You’d think that fighting without the help of gravity would be hard, and you would be totally right. It’s really hard, but maybe not for the reasons you’d think. Let’s think of it with the Moon in mind.
Even though it’s a little hard to imagine the astronauts on the Moon (which has about 17% of Earth’s gravity) punching each other, it’s possible. And, if you’re looking for the Superman-esque “punching opponents up into the air” effect, potentially pretty damn cool. Force is mass times acceleration — even when your weight changes, your mass doesn’t](http://www.colorado.edu/physics/2000/periodic_table/mass.html). You can still exert force in zero or low gravity; the trick is sticking around for the fight.

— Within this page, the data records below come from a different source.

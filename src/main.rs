use clap::{Parser, Subcommand, ValueEnum};
use std::path::PathBuf;
use std::time::Instant;
use tracing::{debug, error, warn};
use tracing_subscriber::EnvFilter;

use trade_study::scoring::{AnalysisConfig, ComponentScore, ScoringError};
use trade_study::study::{StudyFile, DEFAULT_STUDY_FILE};
use trade_study::{chart, config, export, output, scoring, study};

// Exit codes
const EXIT_SUCCESS: i32 = 0;
const EXIT_STUDY: i32 = 1;
const EXIT_ANALYSIS: i32 = 2;
const EXIT_CONFIG: i32 = 4;

#[derive(ValueEnum, Clone, Copy, Debug, PartialEq, Eq)]
enum Sheet {
    /// One row per component with every criterion score and the total
    Summary,
    /// One row per (component, criterion) with weight and rationale
    Detailed,
    /// Criterion names and weights
    Criteria,
    /// Flat CSV of the summary sheet
    Csv,
    /// Grouped-bar chart rows (JSON)
    Chart,
}

#[derive(Subcommand, Debug)]
enum Commands {
    /// List components sorted by total score (default if no subcommand)
    Rank,
    /// Show the per-criterion breakdown of a ranked component
    Show {
        /// Rank of the component (1-based, as shown in rank)
        index: usize,
    },
    /// Re-rank after changing one criterion's weight
    Sensitivity {
        /// Criterion name
        criterion: String,
        /// Weight change (defaults to the configured delta)
        #[arg(short, long, allow_hyphen_values = true)]
        delta: Option<f64>,
    },
    /// Top components per criterion under a weight decrease and increase
    Tornado {
        #[arg(short, long)]
        delta: Option<f64>,
        /// Components listed per direction
        #[arg(short, long)]
        top: Option<usize>,
    },
    /// Radar profile of a ranked component
    Profile {
        /// Rank of the component (1-based, as shown in rank)
        index: usize,
    },
    /// Export ranked results
    Export {
        #[arg(value_enum)]
        sheet: Sheet,
        /// Write to a file instead of stdout
        #[arg(short, long)]
        output: Option<PathBuf>,
        /// Emit JSON rows instead of delimited text
        #[arg(long)]
        json: bool,
    },
    /// Check the study file and report every problem found
    Validate,
    /// Create a study file interactively
    Init {
        /// Where to write the study (defaults to --study or ./study.yaml)
        path: Option<PathBuf>,
    },
}

#[derive(Parser, Debug)]
#[command(name = "trade-study")]
#[command(about = "Rank components against weighted criteria", long_about = None)]
#[command(version)]
struct Cli {
    /// Enable verbose logging
    #[arg(short, long, global = true)]
    verbose: bool,

    /// Path to config file (defaults to ~/.config/trade-study/config.yaml)
    #[arg(short, long, global = true)]
    config: Option<PathBuf>,

    /// Path to the study file
    #[arg(short, long, global = true, default_value = DEFAULT_STUDY_FILE)]
    study: PathBuf,

    #[command(subcommand)]
    command: Option<Commands>,
}

fn init_tracing(verbose: bool) {
    let default_level = if verbose { "debug" } else { "warn" };
    let env_filter =
        EnvFilter::try_from_default_env().unwrap_or_else(|_| EnvFilter::new(default_level));

    tracing_subscriber::fmt()
        .with_env_filter(env_filter)
        .with_target(false)
        .with_writer(std::io::stderr)
        .init();
}

fn exit_with(code: i32, message: &str, err: &dyn std::fmt::Display) -> ! {
    error!(error = %err, "{}", message);
    eprintln!("{}: {}", message, err);
    std::process::exit(code);
}

/// Map a 1-based index from the rank listing to a component.
fn component_at(ranked: &[ComponentScore], index: usize) -> &ComponentScore {
    if index < 1 || index > ranked.len() {
        eprintln!(
            "Invalid index {}. Must be between 1 and {}.",
            index,
            ranked.len()
        );
        std::process::exit(EXIT_ANALYSIS);
    }
    &ranked[index - 1]
}

fn emit(text: &str, path: Option<&PathBuf>) {
    match path {
        Some(path) => {
            if let Err(e) = export::write_export(path, text) {
                exit_with(EXIT_STUDY, "Export failed", &format!("{:#}", e));
            }
            debug!(path = %path.display(), "export written");
        }
        None => println!("{}", text),
    }
}

fn to_json<T: serde::Serialize>(value: &T) -> String {
    serde_json::to_string_pretty(value)
        .unwrap_or_else(|e| exit_with(EXIT_ANALYSIS, "Failed to serialize rows", &e))
}

fn rendered(result: anyhow::Result<String>) -> String {
    result.unwrap_or_else(|e| exit_with(EXIT_STUDY, "Export failed", &format!("{:#}", e)))
}

fn or_analysis_error<T>(result: Result<T, ScoringError>) -> T {
    result.unwrap_or_else(|e| exit_with(EXIT_ANALYSIS, "Analysis error", &e))
}

fn main() {
    let cli = Cli::parse();
    init_tracing(cli.verbose);

    let command = cli.command.unwrap_or(Commands::Rank);
    let start_time = Instant::now();

    if let Commands::Init { path } = &command {
        let path = path.clone().unwrap_or_else(|| cli.study.clone());
        if let Err(e) = config::init::run_init_wizard(&path) {
            exit_with(EXIT_STUDY, "Init failed", &format!("{:#}", e));
        }
        std::process::exit(EXIT_SUCCESS);
    }

    // Load config
    let user_config = match config::load_config(cli.config.clone()) {
        Ok(c) => c,
        Err(e) => exit_with(EXIT_CONFIG, "Config error", &format!("{:#}", e)),
    };

    // Load and validate the study
    let study: StudyFile = match study::load_study(&cli.study) {
        Ok(s) => s,
        Err(e) => exit_with(EXIT_STUDY, "Study error", &format!("{:#}", e)),
    };
    if let Err(errors) = study.validate() {
        eprintln!("Study errors in {}:", cli.study.display());
        for error in errors {
            eprintln!("  - {}", error);
        }
        std::process::exit(EXIT_STUDY);
    }

    // Command-line flags win over the study and user config
    let (delta, top_n) = match &command {
        Commands::Sensitivity { delta, .. } => (*delta, None),
        Commands::Tornado { delta, top } => (*delta, *top),
        _ => (None, None),
    };
    let overrides = AnalysisConfig {
        delta,
        top_n,
        tie_break: None,
        low_confidence_threshold: None,
    };
    let analysis =
        match config::resolve_analysis(&user_config, study.analysis.as_ref(), &overrides) {
            Ok(a) => a,
            Err(errors) => {
                eprintln!("Analysis config errors:");
                for error in errors {
                    eprintln!("  - {}", error);
                }
                std::process::exit(EXIT_CONFIG);
            }
        };

    let use_colors = user_config
        .colors
        .unwrap_or_else(output::should_use_colors);
    let tie_break = analysis.tie_break();

    let ranked = or_analysis_error(study.ranked(tie_break));
    let low_confidence =
        scoring::low_confidence_scores(&study.scores, analysis.low_confidence_threshold());
    let violations = scoring::check_requirements(&study.criteria, &study.scores);

    match command {
        Commands::Rank => {
            println!("{}", output::format_ranked_table(&ranked, use_colors));

            if cli.verbose {
                for scored in &ranked {
                    eprintln!();
                    eprintln!(
                        "{}",
                        output::format_component_detail(scored, &study.criteria, use_colors)
                    );
                }
                if !violations.is_empty() {
                    eprintln!();
                    eprintln!("{}", output::format_violations(&violations, use_colors));
                }
                eprintln!();
                eprintln!(
                    "Total: {} components in {:?}",
                    ranked.len(),
                    start_time.elapsed()
                );
            }
        }
        Commands::Show { index } => {
            let scored = component_at(&ranked, index);
            println!(
                "{}",
                output::format_component_detail(scored, &study.criteria, use_colors)
            );
        }
        Commands::Sensitivity { criterion, .. } => {
            let delta = analysis.delta();
            let results = or_analysis_error(scoring::analyze(
                &study.criteria,
                &ranked,
                &criterion,
                delta,
                tie_break,
            ));
            // analyze succeeded, so the criterion exists
            let from_weight = study
                .criteria
                .iter()
                .find(|c| c.name == criterion)
                .map(|c| c.weight)
                .unwrap_or_default();
            println!(
                "{}",
                output::format_sensitivity(
                    &criterion,
                    from_weight,
                    scoring::adjusted_weight(from_weight, delta),
                    &results,
                    use_colors
                )
            );
        }
        Commands::Tornado { .. } => {
            let rows = or_analysis_error(chart::tornado_rows(
                &study.criteria,
                &ranked,
                analysis.delta(),
                analysis.top_n(),
                tie_break,
            ));
            println!("{}", output::format_tornado(&rows, use_colors));
        }
        Commands::Profile { index } => {
            let scored = component_at(&ranked, index);
            let rows = chart::radar_rows(&study.criteria, scored);
            println!("{}", scored.label());
            println!("{}", output::format_radar(&rows));
        }
        Commands::Export {
            sheet,
            output: path,
            json,
        } => {
            let text = match sheet {
                Sheet::Summary => {
                    let rows = export::summary_rows(&ranked);
                    if json {
                        to_json(&rows)
                    } else {
                        rendered(export::to_tsv(&export::summary_table(&study.criteria, &rows)))
                    }
                }
                Sheet::Detailed => {
                    let rows = export::detailed_rows(&study.criteria, &ranked);
                    if json {
                        to_json(&rows)
                    } else {
                        rendered(export::to_tsv(&export::detailed_table(&rows)))
                    }
                }
                Sheet::Criteria => {
                    let rows = export::criteria_rows(&study.criteria);
                    if json {
                        to_json(&rows)
                    } else {
                        rendered(export::to_tsv(&export::criteria_table(&rows)))
                    }
                }
                Sheet::Csv => {
                    if json {
                        warn!("--json ignored for csv export");
                    }
                    let rows = export::summary_rows(&ranked);
                    rendered(export::to_csv(&export::summary_table(&study.criteria, &rows)))
                }
                Sheet::Chart => to_json(&chart::bar_rows(&ranked)),
            };
            emit(&text, path.as_ref());
        }
        Commands::Validate => {
            if !violations.is_empty() {
                println!("{}", output::format_violations(&violations, use_colors));
            }
            println!(
                "Study is valid: {} criteria, {} components, {} scores ({} low confidence, {} requirement violations)",
                study.criteria.len(),
                study.components.len(),
                study.scores.len(),
                low_confidence.len(),
                violations.len()
            );
        }
        Commands::Init { .. } => unreachable!("handled before loading the study"),
    }

    std::process::exit(EXIT_SUCCESS);
}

When you punch someone, you’re met with a resultant force of that punch. Depending on how hard you punch, how your feet are planted (which in low gravity situations is going to be simply “not well”) and whether or not you’re a superhero, you might stagger or fly backwards. In situations where gravity isn’t anchoring you to the ground the way it does on Earth, if you throw a punch, the recipient of your blow is going to fly/float away from you and you’re going to fly/float away from them in the opposite direction. Not the most effective way to fight, right?
What’s more, Newton’s First Law states that an object in motion stays in motion until acted upon by an outside force. Most of the time, that force is gravity or, you know, another object. Without gravity’s help, you and your punchee will continue to float away from each other, until something stops you unless you punch upwards (forcing yourself into the surface you’re standing on) or hold them in place. Think hockey players trying to fight on ice and you’ll start to get the idea.
But that’s not what we see in Crouching Tiger, Hidden Dragon. Instead, the enlightened characters in the films seem, once again, able to manipulate the gravity at will, using it to anchor themselves, land accurate strikes and even keep their opponents in place so that they can take the next strike, too — though perhaps you could argue that unenlightened opponents simply stay in place because gravity remains constant for them.
To be clear, we aren’t seeing characters in Crouching Tiger suspend gravity altogether. If that were the case, they wouldn’t be able to jump in those sweeping and accurately-placed arcs. Instead, they’d be doing some pretty sloppy floating, not bounding effortlessly, taking off with small amounts of force, and returning to the ground slowly and gracefully. They certainly need gravity, but apparently are able to fine-tune it.
There are dozens of examples of bendy physics in the Crouching Tiger‘s fight scenes, and each of them prompt their own questions, but the underlying concept is that Crouching Tiger, Hidden Dragon*’s treatment of physics, however fundamentally wrong and unrealistic, is deeply interesting — because of the application of an apparently elastic, changing system that can be manipulated to a character’s advantage. It may be unrealistic, but it sure is fun.